Information section start

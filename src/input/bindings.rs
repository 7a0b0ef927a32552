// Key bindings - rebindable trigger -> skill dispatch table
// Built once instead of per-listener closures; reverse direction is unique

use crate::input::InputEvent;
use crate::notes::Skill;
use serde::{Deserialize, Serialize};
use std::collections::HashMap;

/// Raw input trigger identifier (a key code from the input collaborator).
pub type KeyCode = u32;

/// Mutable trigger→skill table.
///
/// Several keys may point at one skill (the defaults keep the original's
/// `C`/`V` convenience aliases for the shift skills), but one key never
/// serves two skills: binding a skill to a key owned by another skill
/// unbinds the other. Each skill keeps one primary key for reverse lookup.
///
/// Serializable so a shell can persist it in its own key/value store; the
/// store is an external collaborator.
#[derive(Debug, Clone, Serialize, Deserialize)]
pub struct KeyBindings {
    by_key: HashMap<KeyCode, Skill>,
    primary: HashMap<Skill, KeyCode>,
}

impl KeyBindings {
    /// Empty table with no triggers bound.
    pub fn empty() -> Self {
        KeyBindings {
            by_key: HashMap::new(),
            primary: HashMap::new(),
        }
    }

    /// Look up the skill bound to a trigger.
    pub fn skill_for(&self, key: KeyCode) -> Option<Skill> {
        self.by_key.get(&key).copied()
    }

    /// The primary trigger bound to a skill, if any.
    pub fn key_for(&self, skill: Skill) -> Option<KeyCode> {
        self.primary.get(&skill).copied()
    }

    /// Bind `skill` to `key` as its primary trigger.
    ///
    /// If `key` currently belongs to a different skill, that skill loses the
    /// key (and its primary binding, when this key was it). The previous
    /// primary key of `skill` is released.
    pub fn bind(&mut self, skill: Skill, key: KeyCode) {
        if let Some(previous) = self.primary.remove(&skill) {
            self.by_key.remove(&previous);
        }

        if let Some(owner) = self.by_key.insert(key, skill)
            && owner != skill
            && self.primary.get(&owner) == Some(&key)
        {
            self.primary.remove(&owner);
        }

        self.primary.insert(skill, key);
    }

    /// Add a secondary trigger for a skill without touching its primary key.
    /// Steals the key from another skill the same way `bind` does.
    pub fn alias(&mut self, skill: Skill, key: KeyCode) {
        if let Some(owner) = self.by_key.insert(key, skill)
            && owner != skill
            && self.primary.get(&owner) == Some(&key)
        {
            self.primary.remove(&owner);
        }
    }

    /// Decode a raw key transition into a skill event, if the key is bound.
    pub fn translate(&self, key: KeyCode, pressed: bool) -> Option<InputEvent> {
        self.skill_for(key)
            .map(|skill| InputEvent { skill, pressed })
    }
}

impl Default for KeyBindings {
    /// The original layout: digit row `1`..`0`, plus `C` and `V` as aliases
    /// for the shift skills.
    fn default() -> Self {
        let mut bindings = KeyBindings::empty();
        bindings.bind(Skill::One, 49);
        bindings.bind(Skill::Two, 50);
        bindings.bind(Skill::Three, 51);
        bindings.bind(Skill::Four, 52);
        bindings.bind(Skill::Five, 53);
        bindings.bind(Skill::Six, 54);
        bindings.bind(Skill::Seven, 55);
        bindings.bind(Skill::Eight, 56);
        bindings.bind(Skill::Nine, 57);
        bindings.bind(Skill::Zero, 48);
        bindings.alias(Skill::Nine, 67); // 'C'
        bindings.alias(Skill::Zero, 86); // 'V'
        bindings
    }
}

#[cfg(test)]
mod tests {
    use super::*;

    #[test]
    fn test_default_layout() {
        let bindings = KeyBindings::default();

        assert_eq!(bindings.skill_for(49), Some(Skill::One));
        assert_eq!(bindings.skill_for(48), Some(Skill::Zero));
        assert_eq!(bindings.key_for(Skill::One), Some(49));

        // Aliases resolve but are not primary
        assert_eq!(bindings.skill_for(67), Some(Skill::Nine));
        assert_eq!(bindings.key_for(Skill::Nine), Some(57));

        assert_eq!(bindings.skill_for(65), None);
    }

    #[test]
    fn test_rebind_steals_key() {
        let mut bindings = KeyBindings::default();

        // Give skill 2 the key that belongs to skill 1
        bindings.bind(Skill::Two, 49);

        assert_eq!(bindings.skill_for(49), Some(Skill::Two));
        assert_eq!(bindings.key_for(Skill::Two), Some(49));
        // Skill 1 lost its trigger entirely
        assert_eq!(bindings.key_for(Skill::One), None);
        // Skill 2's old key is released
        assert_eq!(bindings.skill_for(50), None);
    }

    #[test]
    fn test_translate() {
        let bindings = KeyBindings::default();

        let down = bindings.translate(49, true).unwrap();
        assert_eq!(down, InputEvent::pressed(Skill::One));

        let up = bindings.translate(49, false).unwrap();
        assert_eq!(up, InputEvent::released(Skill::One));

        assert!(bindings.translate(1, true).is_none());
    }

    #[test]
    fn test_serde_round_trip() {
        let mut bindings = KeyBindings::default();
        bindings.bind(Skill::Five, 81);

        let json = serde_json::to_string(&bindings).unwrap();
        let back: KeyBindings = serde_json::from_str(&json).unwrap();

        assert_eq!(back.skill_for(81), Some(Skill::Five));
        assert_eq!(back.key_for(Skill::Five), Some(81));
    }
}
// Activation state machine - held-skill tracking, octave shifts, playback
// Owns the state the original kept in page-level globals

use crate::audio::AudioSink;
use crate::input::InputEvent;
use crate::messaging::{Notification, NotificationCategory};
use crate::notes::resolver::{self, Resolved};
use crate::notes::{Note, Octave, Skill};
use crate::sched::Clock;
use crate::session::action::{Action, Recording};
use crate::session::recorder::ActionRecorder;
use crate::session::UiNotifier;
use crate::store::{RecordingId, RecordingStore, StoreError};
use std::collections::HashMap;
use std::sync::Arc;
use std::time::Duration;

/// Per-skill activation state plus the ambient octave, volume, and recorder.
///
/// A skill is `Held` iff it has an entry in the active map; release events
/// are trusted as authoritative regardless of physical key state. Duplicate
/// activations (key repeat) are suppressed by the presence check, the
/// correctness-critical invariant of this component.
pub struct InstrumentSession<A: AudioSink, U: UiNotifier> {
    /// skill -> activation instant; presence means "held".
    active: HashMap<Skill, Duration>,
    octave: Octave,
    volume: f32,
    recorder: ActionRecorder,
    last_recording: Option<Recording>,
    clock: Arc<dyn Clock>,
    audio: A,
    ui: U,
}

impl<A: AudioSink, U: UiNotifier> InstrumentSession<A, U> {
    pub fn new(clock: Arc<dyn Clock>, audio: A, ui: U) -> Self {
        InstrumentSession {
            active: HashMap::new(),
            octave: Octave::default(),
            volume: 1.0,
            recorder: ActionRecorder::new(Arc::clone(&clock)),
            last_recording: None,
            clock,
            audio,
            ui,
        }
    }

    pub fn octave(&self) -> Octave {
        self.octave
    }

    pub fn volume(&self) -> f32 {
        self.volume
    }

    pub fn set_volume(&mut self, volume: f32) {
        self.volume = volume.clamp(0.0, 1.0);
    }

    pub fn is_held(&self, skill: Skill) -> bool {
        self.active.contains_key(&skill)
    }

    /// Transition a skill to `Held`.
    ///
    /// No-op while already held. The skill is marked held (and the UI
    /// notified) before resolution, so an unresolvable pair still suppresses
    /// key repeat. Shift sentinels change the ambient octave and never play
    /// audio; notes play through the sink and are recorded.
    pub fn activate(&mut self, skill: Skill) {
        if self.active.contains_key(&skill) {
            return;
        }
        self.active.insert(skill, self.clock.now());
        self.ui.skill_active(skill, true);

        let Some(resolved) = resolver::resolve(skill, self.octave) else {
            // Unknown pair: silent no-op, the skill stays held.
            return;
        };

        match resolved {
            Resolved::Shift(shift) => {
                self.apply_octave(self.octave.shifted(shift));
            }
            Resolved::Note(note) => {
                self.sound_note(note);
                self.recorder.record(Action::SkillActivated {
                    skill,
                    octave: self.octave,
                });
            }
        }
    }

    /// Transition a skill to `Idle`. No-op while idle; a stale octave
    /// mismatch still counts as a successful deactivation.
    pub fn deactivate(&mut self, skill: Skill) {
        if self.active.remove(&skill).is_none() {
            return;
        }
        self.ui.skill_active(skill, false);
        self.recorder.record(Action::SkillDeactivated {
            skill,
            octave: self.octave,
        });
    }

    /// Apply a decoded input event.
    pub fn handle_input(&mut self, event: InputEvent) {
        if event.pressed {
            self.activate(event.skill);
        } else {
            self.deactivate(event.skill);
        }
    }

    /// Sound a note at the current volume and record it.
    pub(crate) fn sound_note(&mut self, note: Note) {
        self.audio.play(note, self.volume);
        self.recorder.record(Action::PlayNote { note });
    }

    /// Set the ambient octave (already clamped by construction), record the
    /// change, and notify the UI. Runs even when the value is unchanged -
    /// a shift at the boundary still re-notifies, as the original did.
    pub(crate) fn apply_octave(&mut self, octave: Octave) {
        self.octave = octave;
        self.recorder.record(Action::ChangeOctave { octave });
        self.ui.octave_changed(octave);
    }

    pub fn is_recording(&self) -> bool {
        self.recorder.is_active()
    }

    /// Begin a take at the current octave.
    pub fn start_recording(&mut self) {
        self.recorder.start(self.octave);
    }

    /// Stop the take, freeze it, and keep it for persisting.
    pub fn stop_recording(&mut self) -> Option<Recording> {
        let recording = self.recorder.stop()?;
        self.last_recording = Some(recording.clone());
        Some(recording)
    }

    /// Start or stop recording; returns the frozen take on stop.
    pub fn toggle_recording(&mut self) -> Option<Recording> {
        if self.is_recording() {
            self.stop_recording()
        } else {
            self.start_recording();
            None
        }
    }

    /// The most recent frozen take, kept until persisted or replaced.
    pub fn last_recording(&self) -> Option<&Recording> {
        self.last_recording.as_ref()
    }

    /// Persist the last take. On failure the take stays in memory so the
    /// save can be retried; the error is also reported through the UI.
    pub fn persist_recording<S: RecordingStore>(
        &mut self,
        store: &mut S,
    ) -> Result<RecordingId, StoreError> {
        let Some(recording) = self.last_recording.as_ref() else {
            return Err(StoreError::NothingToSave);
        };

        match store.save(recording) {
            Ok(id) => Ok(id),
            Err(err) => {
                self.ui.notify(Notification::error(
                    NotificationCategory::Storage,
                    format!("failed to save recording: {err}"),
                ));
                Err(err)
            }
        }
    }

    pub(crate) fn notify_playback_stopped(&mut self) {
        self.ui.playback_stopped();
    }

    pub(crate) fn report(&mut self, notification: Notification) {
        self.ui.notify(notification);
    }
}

Information section end

■ Exercise description ■
Above this instruction are the records; retype exactly the lines from the one containing "bindings.bind(Skill::Three, 51);" up to and including the one containing "assert_eq!(down, InputEvent::pressed(Skill::One));".

■ Exercise response ■
        bindings.bind(Skill::Three, 51);
        bindings.bind(Skill::Four, 52);
        bindings.bind(Skill::Five, 53);
        bindings.bind(Skill::Six, 54);
        bindings.bind(Skill::Seven, 55);
        bindings.bind(Skill::Eight, 56);
        bindings.bind(Skill::Nine, 57);
        bindings.bind(Skill::Zero, 48);
        bindings.alias(Skill::Nine, 67); // 'C'
        bindings.alias(Skill::Zero, 86); // 'V'
        bindings
    }
}

#[cfg(test)]
mod tests {
    use super::*;

    #[test]
    fn test_default_layout() {
        let bindings = KeyBindings::default();

        assert_eq!(bindings.skill_for(49), Some(Skill::One));
        assert_eq!(bindings.skill_for(48), Some(Skill::Zero));
        assert_eq!(bindings.key_for(Skill::One), Some(49));

        // Aliases resolve but are not primary
        assert_eq!(bindings.skill_for(67), Some(Skill::Nine));
        assert_eq!(bindings.key_for(Skill::Nine), Some(57));

        assert_eq!(bindings.skill_for(65), None);
    }

    #[test]
    fn test_rebind_steals_key() {
        let mut bindings = KeyBindings::default();

        // Give skill 2 the key that belongs to skill 1
        bindings.bind(Skill::Two, 49);

        assert_eq!(bindings.skill_for(49), Some(Skill::Two));
        assert_eq!(bindings.key_for(Skill::Two), Some(49));
        // Skill 1 lost its trigger entirely
        assert_eq!(bindings.key_for(Skill::One), None);
        // Skill 2's old key is released
        assert_eq!(bindings.skill_for(50), None);
    }

    #[test]
    fn test_translate() {
        let bindings = KeyBindings::default();

        let down = bindings.translate(49, true).unwrap();
        assert_eq!(down, InputEvent::pressed(Skill::One));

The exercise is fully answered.